What is commonly accepted utility?


The return of the prodigal son

What are we all striving for? Isn’t it for a better future and if so, isn’t this “better” quite practical, if you come to think of it. I mean, sure, there are so many things which mean “a better future” conceptually, but they’re dwarfed by the incisive sharpness of immediate things: health, time, lifespan, pain.

In economics, we have the concept of utility to describe this immediate better future, the one that is not about the matters of the heart, but about the matters of the body’s needs and mind’s obsessions.

In economics, utility is a measure of preferences over some set of goods and services. W

Roughly, the concept of utility explains why we subjectively and individually assign value to things and act according to this assignment. It is the measure of how much of a satisfaction of our need will the thing provide.

There are more kinds of utility, usually reduced to three grand classes: form, type and place.
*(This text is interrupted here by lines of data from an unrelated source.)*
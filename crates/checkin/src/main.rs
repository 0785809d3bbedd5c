//! `checkin` - CLI for event check-in
//!
//! This binary provides the operator surface: scanning, manual registration,
//! roster and history views, and QR code generation.

#![warn(missing_debug_implementations)]
#![deny(unsafe_code)]

use std::io::Write;
use std::path::PathBuf;

use anyhow::{bail, Context};
use clap::Parser;
use tokio::io::{AsyncBufReadExt, BufReader};
use tracing::warn;

use checkin::cli::{Cli, Command, ConfigCommand, HistoryCommand, QrCommand, RosterCommand, ScanCommand};
use checkin::ledger::TIMESTAMP_FORMAT;
use checkin::qrgen::FileStatus;
use checkin::roster::normalize_name;
use checkin::{
    init_logging, AttendanceRecord, CheckInWorkflow, Config, FrameDirectory, Ledger, Notice,
    QrDecoder, QrGenerator, Roster,
};

#[tokio::main]
async fn main() -> anyhow::Result<()> {
    let cli = Cli::parse();

    // Initialize logging based on verbosity
    init_logging(cli.verbosity());

    let config = Config::load_from(cli.config.clone())?;

    match cli.command {
        Command::Scan(cmd) => handle_scan(&config, cmd).await,
        Command::Register(cmd) => handle_register(&config, &cmd.name),
        Command::Add(cmd) => {
            let mut workflow = open_workflow(&config, None)?;
            let notice = workflow.register_name(&cmd.name);
            report(&workflow, notice, config.display.history_limit)
        }
        Command::Roster(cmd) => handle_roster(&config, cmd),
        Command::History(cmd) => handle_history(&config, &cmd),
        Command::Status(cmd) => handle_status(&config, cmd.json),
        Command::Qr(cmd) => handle_qr(&config, cmd),
        Command::Config(cmd) => handle_config(&config, cmd),
    }
}

fn open_workflow(config: &Config, frames: Option<PathBuf>) -> anyhow::Result<CheckInWorkflow> {
    let roster = Roster::load(config.roster_path())?;
    let ledger = Ledger::open(config.database_path())?;
    let frames = frames.unwrap_or_else(|| config.scanner.frames_dir.clone());

    Ok(CheckInWorkflow::new(
        roster,
        ledger,
        Box::new(QrDecoder::new()),
        Box::new(FrameDirectory::new(frames)),
    ))
}

/// Print a workflow notice; failures become the process error.
fn report(workflow: &CheckInWorkflow, notice: Notice, history_limit: usize) -> anyhow::Result<()> {
    match notice {
        Notice::Failed { message, .. } => bail!("{message}"),
        Notice::CheckedIn(_) => {
            println!("{notice}");
            println!();
            print_history(&workflow.recent_check_ins(history_limit)?);
        }
        other => println!("{other}"),
    }
    Ok(())
}

async fn handle_scan(config: &Config, cmd: ScanCommand) -> anyhow::Result<()> {
    let mut workflow = open_workflow(config, cmd.frames)?;

    println!("Scanning QR code... (Ctrl-C to stop)");
    let stop = async {
        if let Err(e) = tokio::signal::ctrl_c().await {
            warn!(error = %e, "Could not listen for Ctrl-C");
            std::future::pending::<()>().await;
        }
    };
    let notice = workflow.scan_until_decoded(config.frame_interval(), stop).await;

    let notice = match notice {
        Notice::UnknownCode { .. } => {
            println!("{notice}");
            let confirmed = cmd.yes || ask("Add to the list and register attendance? [y/N] ").await?;
            if confirmed {
                workflow.confirm_pending()
            } else {
                workflow.abandon_pending()
            }
        }
        other => other,
    };

    report(&workflow, notice, config.display.history_limit)
}

async fn ask(question: &str) -> anyhow::Result<bool> {
    print!("{question}");
    std::io::stdout().flush()?;

    let mut lines = BufReader::new(tokio::io::stdin()).lines();
    let answer = lines.next_line().await?.unwrap_or_default();
    Ok(matches!(answer.trim().to_lowercase().as_str(), "y" | "yes"))
}

fn handle_register(config: &Config, name: &str) -> anyhow::Result<()> {
    let mut workflow = open_workflow(config, None)?;

    let name = normalize_name(name)?;
    if !workflow.roster().contains(name) {
        bail!("{name} is not in the list; use `checkin add` to add a new name");
    }

    let notice = workflow.register_name(name);
    report(&workflow, notice, config.display.history_limit)
}

fn handle_roster(config: &Config, cmd: RosterCommand) -> anyhow::Result<()> {
    let mut roster = Roster::load(config.roster_path())?;

    match cmd {
        RosterCommand::List { filter, json } => {
            let names = filter.map_or_else(|| roster.all(), |text| roster.filter(&text));
            if json {
                println!("{}", serde_json::to_string_pretty(&names)?);
            } else if names.is_empty() {
                println!("No matching names.");
            } else {
                for name in names {
                    println!("{name}");
                }
            }
        }
        RosterCommand::Add { name } => {
            let name = normalize_name(&name)?.to_string();
            if roster.add(&name)? {
                println!("Added {name} to the list.");
            } else {
                println!("{name} is already in the list.");
            }
        }
    }
    Ok(())
}

fn handle_history(config: &Config, cmd: &HistoryCommand) -> anyhow::Result<()> {
    let ledger = Ledger::open(config.database_path())?;

    let records = if cmd.today {
        let mut records = ledger.history_on(ledger.today())?;
        if let Some(limit) = cmd.limit {
            records.truncate(limit);
        }
        records
    } else {
        ledger.history(Some(cmd.limit.unwrap_or(config.display.history_limit)))?
    };

    if cmd.json {
        println!("{}", serde_json::to_string_pretty(&records)?);
    } else {
        print_history(&records);
    }
    Ok(())
}

fn print_history(records: &[AttendanceRecord]) {
    if records.is_empty() {
        println!("No registrations yet.");
        return;
    }

    println!("{:<30} Time", "Name");
    println!("{:<30} {}", "-".repeat(30), "-".repeat(19));
    for record in records {
        println!(
            "{:<30} {}",
            record.name,
            record.checked_in_at.format(TIMESTAMP_FORMAT)
        );
    }
}

fn handle_status(config: &Config, json: bool) -> anyhow::Result<()> {
    let roster = Roster::load(config.roster_path())?;
    let ledger = Ledger::open(config.database_path())?;
    let today = ledger.today();
    let checked_in_today = ledger.count_on(today)?;
    let total = ledger.count()?;

    if json {
        let status = serde_json::json!({
            "date": today.to_string(),
            "roster_size": roster.len(),
            "checked_in_today": checked_in_today,
            "total_check_ins": total,
            "roster_path": roster.path(),
            "database_path": ledger.path(),
        });
        println!("{}", serde_json::to_string_pretty(&status)?);
    } else {
        println!("checkin status");
        println!("--------------");
        println!("Date:             {today}");
        println!("Roster:           {} names", roster.len());
        println!("Checked in today: {checked_in_today}");
        println!("All check-ins:    {total}");
        println!("Roster file:      {}", roster.path().display());
        println!("Database:         {}", ledger.path().display());
    }
    Ok(())
}

fn handle_qr(config: &Config, cmd: QrCommand) -> anyhow::Result<()> {
    let roster = Roster::open_existing(config.roster_path())?;
    let output = cmd.output.unwrap_or_else(|| config.qr.output_dir.clone());
    let generator = QrGenerator::new(&output, config.qr.module_size);

    let summary = generator
        .generate_all(roster.names())
        .with_context(|| format!("generating QR codes into {}", output.display()))?;

    if cmd.json {
        println!("{}", serde_json::to_string_pretty(&summary)?);
        return Ok(());
    }

    for code in &summary.generated {
        let suffix = match code.status {
            FileStatus::Written => "",
            FileStatus::Unchanged => " (unchanged)",
        };
        println!(
            "Generated QR code for {}: {}{suffix}",
            code.name,
            code.path.display()
        );
    }
    for name in &summary.skipped {
        println!("Skipped {name:?}: no usable file name characters");
    }
    for collision in &summary.collisions {
        println!(
            "Warning: {} share {}; kept the last one",
            collision.names.join(", "),
            collision.path.display()
        );
    }
    println!();
    println!(
        "Generated {} QR codes in the '{}' folder",
        summary.generated.len(),
        output.display()
    );
    Ok(())
}

fn handle_config(config: &Config, cmd: ConfigCommand) -> anyhow::Result<()> {
    match cmd {
        ConfigCommand::Show { json } => {
            if json {
                println!("{}", serde_json::to_string_pretty(config)?);
            } else {
                println!("Current Configuration");
                println!("=====================");
                println!();
                println!("[Storage]");
                println!("  Roster path:        {}", config.roster_path().display());
                println!("  Database path:      {}", config.database_path().display());
                println!();
                println!("[Scanner]");
                println!("  Frames directory:   {}", config.scanner.frames_dir.display());
                println!("  Frame interval ms:  {}", config.scanner.frame_interval_ms);
                println!();
                println!("[QR]");
                println!("  Output directory:   {}", config.qr.output_dir.display());
                println!("  Module size (px):   {}", config.qr.module_size);
                println!();
                println!("[Display]");
                println!("  History limit:      {}", config.display.history_limit);
            }
        }
        ConfigCommand::Path => {
            println!("{}", Config::default_config_path().display());
        }
        ConfigCommand::Validate { file } => {
            let path = file.unwrap_or_else(Config::default_config_path);
            println!("Validating configuration: {}", path.display());
            match Config::load_from(Some(path)) {
                Ok(_) => println!("Configuration is valid."),
                Err(e) => bail!("Configuration error: {e}"),
            }
        }
    }
    Ok(())
}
We can add to that list if we’re careful.

Commonly accepted utility is a type of utility with inverse marginal utility.

Marginal utility describes the numbing of consumers; first unit of thing will yield more utility (aka satisfaction assessment) than the second. Have you noticed how your second iPhone or n-th sports shoes are just a tad worse than the first? That is marginal utility in action, the more you get something, along with time, it will have a deprecating impact on your overall satisfaction.

Commonly accepted utility is that which has a marginal increase the more units you add to it. For example, the marginal utility of a medicine in a treatment scheme increases, because each step of the treatment plan restores overall health, therefore increasing the medicine’s marginal utility.

Solar power has increasing marginal utility. The more you add to the world, the greater the utility produced.

All the things that are having increasing marginal utility, brought by subsequent units, are inside of a type I call the commonly accepted utility.

Another property of commonly accepted utility is that it is common.

Utility, as a general term, cannot be separated from consumers, and it is considered to be defined in value on an individual level; with each purchase decision an utility value is assigned to a good or service. Yet, there is that kind of utility which can be separated by individual assessment, because it is a common good, a type of universal benefit that one automatically gets because of the basic condition of being a living, death prone, frail and aware creature in an unforgiving universe.

Commonly accepted utility is part of the paradox of water and diamonds:

the apparent contradiction that water possesses a value far lower than diamonds, even though water is far more vital to a human being. (W)

The fact that we don’t see the commonly accepted utility as worth a significant marginal cost is a problem which makes this kind of utility look similar to the parable of the prodigal son.

The idea is that whatever has low marginal cost tends to be wasted away. Yet marginal costs are deceptive because they show only a snapshot of a situation, not the whole larger picture of global value.

Commonly accepted utility regards everything generic, basic food, basic medicine, old patented products, basic telecom and basic information accessibility, basic people mobility (e.g. public transportation), common knowledge, living unit energy requirements, basic comfort and living safety, they all fall into this category, which we waste because they have low marginal cost.

The prodigal son in the parable wastes his inheritance because it came to him with a low marginal cost: basically he asked and his father offered it. The other, older son worked for it and had the decency to wait out on the old man to die, hence constantly increasing the marginal cost of his inheritance. Yet, upon return we see that for the father, his son’s financial management abilities couldn’t be of less interest. He rejoiced the commonly accepted utility of having your child back, healthy and alive. The prodigal son is of commonly accepted utility for the older brother too, serving as a springboard into emotional adulthood, beyond the simplistic black and white views of meritocracy. The father itself is exemplifying commonly accepted utility for the prodigal son, as the marginal increase in benefit for returning home increases with every added unit.

What is currently going on at an economic level at global scale is that we see government as spending instead of investing. This is an old subject but which apparently is not tackled very well. In my opinion, if capitalism would have a companion in society instead of an enemy, we’d all be far better off as a species and as a planet overall.


BHD this is an answer to your question here,

Second, government spending on commonly accepted utility.
What is that about? I’m lost. Like you mean roads, and bridges?

Infrastructure is one kind of commonly accepted utility. But overall all things described above are in a class of their own: generic medicine, staple food, basic clothing and many more.